● ACTIVITY
Go through the data below and copy each line that includes "format".

######

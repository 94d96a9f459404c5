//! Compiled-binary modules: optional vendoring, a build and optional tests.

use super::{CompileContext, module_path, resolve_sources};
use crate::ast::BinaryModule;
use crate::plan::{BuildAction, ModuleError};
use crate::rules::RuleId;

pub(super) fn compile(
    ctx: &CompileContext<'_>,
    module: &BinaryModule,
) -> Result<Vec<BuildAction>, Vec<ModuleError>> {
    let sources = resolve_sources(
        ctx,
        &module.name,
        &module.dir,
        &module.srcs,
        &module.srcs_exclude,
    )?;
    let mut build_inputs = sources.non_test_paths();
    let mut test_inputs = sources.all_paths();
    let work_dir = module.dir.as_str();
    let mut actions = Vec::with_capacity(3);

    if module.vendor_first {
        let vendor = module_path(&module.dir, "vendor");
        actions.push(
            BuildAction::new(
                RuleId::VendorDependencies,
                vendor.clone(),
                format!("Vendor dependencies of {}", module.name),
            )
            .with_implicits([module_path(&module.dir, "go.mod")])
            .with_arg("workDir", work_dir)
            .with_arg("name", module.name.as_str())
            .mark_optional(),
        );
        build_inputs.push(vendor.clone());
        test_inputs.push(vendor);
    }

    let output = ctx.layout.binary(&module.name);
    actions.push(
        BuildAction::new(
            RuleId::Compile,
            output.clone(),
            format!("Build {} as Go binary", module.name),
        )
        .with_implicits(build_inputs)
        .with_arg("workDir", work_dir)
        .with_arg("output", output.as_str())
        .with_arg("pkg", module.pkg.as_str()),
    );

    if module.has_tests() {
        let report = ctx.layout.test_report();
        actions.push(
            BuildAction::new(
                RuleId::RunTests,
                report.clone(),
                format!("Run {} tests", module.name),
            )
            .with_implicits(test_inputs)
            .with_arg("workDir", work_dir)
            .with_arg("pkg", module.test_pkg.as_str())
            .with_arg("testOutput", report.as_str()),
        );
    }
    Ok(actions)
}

######

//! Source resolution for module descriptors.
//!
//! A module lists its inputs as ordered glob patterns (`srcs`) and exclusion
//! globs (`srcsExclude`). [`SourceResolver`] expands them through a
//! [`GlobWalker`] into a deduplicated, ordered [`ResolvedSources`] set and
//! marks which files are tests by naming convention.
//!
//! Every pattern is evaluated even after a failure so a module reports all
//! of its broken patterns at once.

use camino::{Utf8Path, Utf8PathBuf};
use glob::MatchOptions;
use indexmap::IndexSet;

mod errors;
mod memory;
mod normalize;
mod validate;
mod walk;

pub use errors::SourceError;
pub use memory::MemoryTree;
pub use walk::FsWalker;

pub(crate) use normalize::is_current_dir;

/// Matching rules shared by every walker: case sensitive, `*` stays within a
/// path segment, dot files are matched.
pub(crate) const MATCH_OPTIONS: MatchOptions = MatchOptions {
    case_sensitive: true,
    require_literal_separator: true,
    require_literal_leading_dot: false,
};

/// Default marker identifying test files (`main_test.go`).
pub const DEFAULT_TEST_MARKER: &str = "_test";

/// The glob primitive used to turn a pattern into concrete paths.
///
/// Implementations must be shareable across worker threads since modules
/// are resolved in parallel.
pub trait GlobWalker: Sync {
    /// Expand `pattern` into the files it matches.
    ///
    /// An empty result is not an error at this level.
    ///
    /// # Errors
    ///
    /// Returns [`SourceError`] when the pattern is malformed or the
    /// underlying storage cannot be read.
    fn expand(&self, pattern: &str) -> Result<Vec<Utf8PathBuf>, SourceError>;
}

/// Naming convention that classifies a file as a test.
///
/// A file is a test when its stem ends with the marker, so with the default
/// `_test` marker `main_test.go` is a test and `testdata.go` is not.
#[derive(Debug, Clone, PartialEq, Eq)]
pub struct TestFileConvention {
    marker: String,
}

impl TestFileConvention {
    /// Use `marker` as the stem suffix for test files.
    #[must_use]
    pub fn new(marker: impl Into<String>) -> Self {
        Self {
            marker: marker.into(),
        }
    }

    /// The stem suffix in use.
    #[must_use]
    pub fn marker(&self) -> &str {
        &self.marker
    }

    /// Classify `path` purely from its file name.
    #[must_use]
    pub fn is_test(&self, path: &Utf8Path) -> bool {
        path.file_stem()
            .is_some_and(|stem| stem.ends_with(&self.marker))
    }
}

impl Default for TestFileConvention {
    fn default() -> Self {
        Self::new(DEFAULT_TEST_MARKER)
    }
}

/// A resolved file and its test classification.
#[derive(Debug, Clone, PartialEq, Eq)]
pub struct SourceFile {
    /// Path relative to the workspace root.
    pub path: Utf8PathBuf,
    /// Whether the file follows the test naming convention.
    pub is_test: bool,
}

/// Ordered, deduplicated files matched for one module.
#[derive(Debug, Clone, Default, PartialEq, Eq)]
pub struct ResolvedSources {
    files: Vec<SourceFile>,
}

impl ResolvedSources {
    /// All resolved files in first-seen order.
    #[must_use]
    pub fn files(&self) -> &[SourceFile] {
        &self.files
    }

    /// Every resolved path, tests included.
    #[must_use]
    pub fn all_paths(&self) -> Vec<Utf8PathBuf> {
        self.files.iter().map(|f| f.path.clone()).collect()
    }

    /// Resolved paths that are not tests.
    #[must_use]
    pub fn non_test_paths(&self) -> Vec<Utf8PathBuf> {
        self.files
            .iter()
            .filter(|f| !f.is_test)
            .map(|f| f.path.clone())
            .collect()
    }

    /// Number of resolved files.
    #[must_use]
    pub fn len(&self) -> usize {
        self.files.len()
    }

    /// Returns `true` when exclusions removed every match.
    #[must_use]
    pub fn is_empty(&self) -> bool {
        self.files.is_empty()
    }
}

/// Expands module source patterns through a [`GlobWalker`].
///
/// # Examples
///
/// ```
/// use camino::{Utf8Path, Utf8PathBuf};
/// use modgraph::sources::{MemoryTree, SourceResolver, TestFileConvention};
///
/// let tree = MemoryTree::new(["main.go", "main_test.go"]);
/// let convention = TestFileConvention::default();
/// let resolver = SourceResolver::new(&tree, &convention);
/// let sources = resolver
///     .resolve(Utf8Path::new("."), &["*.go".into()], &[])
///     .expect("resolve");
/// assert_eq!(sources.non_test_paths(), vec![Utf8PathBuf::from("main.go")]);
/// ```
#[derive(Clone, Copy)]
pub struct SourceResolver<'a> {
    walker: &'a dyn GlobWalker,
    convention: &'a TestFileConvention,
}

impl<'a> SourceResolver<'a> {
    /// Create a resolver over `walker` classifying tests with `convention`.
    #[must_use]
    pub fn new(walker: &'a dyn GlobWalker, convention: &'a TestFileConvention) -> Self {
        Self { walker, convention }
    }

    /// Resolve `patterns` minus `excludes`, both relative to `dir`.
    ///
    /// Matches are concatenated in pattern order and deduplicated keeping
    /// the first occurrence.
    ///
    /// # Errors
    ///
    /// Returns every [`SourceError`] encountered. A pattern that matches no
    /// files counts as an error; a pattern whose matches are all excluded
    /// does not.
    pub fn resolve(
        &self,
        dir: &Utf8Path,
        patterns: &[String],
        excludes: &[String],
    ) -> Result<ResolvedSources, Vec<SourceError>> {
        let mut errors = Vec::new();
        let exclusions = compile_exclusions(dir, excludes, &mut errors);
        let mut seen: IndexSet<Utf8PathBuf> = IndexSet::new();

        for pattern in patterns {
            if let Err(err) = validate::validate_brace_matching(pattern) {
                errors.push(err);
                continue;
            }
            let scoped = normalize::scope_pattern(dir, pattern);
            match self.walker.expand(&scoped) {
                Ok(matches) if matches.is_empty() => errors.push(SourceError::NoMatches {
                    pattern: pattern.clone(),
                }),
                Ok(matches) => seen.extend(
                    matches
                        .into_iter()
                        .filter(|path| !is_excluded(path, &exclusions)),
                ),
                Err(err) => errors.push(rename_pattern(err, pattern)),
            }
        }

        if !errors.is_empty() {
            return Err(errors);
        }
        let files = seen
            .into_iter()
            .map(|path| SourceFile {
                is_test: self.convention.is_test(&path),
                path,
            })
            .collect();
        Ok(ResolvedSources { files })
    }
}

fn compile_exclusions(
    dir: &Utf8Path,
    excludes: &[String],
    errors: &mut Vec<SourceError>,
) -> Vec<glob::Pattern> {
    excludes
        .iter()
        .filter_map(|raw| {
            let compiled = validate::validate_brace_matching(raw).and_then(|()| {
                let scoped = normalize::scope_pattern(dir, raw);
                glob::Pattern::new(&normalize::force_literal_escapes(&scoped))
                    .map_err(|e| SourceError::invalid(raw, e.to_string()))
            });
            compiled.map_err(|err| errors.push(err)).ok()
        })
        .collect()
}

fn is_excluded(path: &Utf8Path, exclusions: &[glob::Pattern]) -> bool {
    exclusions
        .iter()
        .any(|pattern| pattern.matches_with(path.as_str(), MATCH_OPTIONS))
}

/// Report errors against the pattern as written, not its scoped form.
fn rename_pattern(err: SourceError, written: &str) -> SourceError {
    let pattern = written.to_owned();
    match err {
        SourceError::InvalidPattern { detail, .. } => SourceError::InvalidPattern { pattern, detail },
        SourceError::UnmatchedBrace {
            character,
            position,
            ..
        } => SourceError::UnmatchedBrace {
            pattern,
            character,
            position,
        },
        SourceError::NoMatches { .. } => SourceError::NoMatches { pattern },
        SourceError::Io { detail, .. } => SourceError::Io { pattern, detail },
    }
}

######

● TASK ANSWER
                format!("Vendor dependencies of {}", module.name),
            format!("Build {} as Go binary", module.name),
                format!("Run {} tests", module.name),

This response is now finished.